(Input material Opens)
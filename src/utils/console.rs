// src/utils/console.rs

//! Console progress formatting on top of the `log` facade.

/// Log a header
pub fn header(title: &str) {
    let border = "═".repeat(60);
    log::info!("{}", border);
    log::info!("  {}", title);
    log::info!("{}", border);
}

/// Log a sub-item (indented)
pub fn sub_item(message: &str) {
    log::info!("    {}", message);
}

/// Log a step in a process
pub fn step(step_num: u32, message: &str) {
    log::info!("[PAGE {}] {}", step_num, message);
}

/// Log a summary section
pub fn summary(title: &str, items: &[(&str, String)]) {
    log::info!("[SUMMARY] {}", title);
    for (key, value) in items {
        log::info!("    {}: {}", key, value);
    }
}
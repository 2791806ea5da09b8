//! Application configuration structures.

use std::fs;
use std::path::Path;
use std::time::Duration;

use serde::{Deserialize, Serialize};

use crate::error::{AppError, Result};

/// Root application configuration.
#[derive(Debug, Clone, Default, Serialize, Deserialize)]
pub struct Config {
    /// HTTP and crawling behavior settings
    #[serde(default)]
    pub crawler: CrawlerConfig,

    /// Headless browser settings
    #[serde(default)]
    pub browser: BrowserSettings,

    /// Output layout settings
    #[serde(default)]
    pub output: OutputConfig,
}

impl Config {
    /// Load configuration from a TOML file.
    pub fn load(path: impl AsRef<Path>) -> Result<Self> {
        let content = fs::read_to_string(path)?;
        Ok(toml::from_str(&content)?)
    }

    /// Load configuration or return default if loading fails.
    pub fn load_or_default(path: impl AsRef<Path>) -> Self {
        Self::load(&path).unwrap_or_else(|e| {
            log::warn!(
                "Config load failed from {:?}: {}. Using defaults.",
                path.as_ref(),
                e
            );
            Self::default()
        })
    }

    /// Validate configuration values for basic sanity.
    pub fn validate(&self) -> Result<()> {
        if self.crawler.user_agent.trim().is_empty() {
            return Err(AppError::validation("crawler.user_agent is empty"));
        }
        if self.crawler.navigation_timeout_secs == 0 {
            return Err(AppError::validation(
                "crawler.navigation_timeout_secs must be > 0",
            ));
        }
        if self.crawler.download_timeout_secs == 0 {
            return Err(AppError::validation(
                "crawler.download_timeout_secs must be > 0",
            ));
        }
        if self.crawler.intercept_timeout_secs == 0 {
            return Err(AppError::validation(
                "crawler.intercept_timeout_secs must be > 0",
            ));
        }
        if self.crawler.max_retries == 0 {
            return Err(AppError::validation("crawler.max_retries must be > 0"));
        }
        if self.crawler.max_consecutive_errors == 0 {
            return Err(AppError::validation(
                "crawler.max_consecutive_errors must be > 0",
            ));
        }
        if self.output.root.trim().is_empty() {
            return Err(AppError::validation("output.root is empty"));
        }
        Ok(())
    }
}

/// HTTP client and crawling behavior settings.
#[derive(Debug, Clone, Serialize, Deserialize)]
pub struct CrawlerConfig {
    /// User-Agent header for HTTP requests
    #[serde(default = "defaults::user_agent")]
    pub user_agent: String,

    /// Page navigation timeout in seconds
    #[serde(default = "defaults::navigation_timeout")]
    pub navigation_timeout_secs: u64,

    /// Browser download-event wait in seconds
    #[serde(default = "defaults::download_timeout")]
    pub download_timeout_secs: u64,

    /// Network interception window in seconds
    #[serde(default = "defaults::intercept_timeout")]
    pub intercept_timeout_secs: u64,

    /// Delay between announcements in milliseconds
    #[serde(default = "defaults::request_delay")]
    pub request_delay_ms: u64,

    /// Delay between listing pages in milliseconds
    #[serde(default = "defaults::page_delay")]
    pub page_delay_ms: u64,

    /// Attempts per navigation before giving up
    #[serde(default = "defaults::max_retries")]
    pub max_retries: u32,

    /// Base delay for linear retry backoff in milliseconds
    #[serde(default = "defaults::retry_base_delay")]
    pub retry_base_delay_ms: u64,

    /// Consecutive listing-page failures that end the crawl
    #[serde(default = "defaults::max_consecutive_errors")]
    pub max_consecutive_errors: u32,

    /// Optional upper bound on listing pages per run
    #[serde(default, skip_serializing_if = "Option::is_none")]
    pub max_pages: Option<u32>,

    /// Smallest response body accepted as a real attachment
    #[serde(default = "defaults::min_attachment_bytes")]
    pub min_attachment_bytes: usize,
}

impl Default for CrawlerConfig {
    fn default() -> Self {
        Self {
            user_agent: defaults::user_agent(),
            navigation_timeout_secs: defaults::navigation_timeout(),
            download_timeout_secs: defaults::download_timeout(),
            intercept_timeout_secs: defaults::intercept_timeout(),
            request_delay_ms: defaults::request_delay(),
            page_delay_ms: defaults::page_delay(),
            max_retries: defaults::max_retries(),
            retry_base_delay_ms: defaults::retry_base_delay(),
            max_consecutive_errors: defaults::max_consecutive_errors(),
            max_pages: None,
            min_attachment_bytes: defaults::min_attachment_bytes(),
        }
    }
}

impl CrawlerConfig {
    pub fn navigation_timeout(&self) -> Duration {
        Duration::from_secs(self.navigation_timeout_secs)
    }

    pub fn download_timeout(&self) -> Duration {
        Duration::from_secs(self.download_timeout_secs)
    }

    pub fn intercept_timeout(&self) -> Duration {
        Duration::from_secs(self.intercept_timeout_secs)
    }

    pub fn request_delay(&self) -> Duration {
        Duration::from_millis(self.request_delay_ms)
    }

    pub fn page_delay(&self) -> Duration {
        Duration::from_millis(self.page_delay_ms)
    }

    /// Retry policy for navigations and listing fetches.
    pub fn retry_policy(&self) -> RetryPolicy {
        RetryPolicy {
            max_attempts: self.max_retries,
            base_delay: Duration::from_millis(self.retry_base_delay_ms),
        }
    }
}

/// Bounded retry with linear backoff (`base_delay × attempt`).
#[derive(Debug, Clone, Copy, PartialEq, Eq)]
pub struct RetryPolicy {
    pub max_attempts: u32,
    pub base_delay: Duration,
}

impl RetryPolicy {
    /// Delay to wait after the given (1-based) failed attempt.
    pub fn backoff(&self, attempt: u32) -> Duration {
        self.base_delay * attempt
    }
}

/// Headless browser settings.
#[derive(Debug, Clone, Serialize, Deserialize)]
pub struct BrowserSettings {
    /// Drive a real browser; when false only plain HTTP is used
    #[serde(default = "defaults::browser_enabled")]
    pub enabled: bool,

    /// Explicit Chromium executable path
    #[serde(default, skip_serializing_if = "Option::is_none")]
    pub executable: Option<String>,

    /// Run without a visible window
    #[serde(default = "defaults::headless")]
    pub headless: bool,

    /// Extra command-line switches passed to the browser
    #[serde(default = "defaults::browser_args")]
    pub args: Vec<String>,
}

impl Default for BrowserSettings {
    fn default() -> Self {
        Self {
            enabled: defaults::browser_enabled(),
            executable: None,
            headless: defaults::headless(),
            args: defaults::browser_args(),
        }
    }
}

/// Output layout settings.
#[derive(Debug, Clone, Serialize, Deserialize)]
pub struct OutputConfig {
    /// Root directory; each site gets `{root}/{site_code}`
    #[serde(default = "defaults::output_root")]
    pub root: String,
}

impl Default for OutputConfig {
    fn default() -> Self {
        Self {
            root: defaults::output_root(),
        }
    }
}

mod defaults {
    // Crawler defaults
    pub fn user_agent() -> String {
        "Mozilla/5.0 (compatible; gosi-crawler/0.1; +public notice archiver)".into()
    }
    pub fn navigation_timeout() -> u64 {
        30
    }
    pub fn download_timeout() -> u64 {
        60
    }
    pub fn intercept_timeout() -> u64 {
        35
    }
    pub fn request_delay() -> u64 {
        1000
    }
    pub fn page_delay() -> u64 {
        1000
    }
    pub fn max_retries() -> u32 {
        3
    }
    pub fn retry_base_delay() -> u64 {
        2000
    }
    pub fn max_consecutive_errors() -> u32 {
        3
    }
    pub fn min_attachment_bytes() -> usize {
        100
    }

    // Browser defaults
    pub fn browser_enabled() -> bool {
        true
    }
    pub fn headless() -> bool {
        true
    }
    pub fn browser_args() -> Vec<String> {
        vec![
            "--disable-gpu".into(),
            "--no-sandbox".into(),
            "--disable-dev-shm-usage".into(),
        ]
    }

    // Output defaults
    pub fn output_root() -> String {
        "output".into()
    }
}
(Input material Closes)
(Input material Opens)
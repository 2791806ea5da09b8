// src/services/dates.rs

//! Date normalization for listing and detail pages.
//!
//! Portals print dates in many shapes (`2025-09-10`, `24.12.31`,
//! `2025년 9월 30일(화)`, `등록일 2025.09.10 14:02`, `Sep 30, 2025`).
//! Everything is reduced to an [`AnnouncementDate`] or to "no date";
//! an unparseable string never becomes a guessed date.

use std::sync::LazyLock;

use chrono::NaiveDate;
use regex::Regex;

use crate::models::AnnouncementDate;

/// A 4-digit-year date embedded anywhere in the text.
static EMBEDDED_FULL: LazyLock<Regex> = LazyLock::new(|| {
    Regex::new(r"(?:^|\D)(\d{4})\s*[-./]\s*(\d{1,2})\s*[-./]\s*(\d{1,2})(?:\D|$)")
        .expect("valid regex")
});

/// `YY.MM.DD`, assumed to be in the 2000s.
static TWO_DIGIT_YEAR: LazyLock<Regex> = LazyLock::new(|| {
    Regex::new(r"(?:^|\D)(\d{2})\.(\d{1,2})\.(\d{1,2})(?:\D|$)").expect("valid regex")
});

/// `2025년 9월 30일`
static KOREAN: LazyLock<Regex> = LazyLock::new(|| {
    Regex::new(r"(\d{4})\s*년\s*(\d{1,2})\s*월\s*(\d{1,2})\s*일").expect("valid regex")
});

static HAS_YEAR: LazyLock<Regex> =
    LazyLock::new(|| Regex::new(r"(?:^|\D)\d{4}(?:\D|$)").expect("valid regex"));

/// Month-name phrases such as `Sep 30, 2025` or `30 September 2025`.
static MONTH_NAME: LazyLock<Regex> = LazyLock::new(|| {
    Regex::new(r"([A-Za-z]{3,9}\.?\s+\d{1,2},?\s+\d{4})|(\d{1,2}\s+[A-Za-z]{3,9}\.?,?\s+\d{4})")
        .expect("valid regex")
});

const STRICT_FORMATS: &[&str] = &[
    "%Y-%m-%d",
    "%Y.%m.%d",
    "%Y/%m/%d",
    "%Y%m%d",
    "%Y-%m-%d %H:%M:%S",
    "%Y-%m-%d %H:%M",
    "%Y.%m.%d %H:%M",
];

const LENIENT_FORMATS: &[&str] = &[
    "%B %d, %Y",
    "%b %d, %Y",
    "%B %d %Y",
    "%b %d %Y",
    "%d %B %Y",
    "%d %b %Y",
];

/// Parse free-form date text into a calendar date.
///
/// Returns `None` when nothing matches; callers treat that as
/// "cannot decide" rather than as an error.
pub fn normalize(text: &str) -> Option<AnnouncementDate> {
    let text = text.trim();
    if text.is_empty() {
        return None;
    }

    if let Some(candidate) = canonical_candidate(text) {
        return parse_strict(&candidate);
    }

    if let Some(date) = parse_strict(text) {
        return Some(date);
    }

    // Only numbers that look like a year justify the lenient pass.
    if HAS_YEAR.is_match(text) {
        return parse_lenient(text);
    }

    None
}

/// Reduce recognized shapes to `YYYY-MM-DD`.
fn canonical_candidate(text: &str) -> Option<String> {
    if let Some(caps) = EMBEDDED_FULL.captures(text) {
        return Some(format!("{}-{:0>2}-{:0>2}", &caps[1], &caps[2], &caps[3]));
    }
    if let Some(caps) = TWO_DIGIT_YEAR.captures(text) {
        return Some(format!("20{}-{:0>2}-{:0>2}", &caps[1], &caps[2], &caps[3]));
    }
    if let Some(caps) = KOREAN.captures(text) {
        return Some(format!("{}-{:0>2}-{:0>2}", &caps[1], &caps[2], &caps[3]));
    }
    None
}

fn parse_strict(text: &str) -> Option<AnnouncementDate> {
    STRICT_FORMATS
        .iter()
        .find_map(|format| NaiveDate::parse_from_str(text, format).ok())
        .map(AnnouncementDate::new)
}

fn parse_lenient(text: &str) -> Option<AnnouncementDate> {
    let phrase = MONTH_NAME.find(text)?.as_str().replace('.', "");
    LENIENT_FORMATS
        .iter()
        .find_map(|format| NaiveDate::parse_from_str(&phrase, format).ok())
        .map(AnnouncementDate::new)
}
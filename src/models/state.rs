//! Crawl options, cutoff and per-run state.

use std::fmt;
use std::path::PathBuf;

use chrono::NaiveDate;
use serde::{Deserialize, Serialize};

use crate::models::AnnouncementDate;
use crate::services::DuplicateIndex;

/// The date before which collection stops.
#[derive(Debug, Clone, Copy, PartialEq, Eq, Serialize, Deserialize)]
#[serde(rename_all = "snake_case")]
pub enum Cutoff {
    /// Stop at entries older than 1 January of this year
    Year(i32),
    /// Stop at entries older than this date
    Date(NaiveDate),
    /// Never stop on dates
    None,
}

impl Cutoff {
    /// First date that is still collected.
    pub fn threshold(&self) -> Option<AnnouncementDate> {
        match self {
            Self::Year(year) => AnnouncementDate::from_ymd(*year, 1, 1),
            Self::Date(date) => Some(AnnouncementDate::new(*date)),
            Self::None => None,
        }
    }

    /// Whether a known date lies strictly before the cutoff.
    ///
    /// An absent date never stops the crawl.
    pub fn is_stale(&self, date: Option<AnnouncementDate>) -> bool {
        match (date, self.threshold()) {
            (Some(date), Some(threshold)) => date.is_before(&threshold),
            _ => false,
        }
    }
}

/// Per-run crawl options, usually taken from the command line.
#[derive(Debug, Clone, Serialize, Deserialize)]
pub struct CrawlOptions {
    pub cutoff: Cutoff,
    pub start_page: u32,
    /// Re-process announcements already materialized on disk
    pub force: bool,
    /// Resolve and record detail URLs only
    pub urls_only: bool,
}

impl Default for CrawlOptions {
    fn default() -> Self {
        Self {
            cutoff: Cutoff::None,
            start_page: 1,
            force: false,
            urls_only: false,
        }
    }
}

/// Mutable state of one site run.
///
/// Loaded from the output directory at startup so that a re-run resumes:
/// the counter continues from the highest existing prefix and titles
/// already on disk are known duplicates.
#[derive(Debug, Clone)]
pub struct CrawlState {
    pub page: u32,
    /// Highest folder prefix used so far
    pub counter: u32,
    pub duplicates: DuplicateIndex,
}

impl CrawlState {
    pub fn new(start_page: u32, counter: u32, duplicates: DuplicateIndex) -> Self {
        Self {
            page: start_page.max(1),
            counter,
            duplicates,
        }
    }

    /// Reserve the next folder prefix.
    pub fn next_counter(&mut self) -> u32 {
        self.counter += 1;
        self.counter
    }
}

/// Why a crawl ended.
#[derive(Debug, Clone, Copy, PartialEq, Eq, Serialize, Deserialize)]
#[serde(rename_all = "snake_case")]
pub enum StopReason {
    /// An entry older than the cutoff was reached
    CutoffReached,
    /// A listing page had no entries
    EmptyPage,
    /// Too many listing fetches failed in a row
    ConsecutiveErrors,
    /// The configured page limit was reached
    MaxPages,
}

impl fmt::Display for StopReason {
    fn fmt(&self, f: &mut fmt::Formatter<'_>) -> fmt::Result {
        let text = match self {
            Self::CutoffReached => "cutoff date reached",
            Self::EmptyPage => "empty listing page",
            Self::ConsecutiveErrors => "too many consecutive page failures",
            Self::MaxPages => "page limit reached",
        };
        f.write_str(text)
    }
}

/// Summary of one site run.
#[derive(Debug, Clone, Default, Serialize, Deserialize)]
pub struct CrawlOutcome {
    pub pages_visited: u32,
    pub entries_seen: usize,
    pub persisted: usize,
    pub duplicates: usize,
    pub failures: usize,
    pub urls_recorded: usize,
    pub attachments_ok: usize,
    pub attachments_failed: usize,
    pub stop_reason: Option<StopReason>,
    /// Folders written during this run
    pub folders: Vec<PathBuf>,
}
(Input material Closes)
(Input material Opens)
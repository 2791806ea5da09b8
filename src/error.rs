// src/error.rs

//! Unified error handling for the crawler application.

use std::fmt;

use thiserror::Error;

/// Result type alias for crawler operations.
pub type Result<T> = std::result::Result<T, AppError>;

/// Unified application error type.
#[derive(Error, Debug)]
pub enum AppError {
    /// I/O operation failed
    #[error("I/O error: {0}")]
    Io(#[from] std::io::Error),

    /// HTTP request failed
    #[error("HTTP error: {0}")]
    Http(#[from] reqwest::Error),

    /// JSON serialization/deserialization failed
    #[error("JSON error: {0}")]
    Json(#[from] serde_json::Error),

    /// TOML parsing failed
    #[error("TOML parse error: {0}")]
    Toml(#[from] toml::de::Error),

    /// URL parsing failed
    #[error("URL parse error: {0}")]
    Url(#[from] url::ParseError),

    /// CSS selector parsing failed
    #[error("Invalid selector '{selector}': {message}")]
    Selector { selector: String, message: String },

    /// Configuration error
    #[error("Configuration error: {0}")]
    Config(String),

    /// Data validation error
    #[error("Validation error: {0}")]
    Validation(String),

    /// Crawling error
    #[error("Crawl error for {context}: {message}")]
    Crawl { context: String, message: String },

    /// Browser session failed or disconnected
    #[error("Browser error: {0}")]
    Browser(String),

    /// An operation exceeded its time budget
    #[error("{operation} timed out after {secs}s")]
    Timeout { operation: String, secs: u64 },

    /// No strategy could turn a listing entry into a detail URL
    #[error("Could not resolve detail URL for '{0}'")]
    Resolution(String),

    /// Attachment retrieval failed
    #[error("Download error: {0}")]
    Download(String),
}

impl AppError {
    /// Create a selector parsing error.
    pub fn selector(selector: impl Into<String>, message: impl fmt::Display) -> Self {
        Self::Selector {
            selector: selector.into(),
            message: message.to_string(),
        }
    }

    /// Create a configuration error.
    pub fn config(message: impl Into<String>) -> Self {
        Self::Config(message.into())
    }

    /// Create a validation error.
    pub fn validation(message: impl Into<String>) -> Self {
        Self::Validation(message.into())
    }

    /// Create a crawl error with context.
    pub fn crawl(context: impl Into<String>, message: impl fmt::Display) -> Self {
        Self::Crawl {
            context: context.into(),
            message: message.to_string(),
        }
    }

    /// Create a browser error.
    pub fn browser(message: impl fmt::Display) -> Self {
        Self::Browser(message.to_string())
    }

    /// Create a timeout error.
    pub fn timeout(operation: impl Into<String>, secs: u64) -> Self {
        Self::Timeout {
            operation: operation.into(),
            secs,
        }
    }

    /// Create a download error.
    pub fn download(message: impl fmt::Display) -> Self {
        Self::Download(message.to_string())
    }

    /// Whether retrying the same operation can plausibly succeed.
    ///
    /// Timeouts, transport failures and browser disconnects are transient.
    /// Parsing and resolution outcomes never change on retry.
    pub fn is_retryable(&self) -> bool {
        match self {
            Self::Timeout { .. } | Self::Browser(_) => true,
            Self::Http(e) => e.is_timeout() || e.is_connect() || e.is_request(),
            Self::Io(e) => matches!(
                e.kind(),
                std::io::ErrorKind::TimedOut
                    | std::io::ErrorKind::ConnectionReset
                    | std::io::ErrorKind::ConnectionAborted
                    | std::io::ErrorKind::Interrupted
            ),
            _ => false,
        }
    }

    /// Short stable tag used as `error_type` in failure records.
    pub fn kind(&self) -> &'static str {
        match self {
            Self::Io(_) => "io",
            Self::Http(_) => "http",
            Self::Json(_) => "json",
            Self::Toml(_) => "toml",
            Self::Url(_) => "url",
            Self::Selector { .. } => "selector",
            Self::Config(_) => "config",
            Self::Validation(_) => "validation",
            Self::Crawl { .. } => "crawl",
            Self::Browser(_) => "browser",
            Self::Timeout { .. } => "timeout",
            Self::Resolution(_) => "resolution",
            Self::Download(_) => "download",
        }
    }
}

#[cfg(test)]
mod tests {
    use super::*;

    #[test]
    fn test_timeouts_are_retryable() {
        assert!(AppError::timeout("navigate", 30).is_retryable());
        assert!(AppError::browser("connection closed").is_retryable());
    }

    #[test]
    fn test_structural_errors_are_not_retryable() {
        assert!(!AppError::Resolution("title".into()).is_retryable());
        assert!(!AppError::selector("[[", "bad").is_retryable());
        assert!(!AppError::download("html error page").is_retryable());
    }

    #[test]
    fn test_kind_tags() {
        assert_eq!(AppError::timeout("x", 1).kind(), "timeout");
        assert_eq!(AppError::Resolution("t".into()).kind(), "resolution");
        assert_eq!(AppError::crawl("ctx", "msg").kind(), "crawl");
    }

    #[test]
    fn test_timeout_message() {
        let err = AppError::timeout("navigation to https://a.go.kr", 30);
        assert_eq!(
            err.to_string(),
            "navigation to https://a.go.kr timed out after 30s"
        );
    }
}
(Input material Closes)
What to work on :: Every line from the data above that contains "backoff" must appear in the answer.

Expected answer ::
    /// Base delay for linear retry backoff in milliseconds
/// Bounded retry with linear backoff (`base_delay × attempt`).
    pub fn backoff(&self, attempt: u32) -> Duration {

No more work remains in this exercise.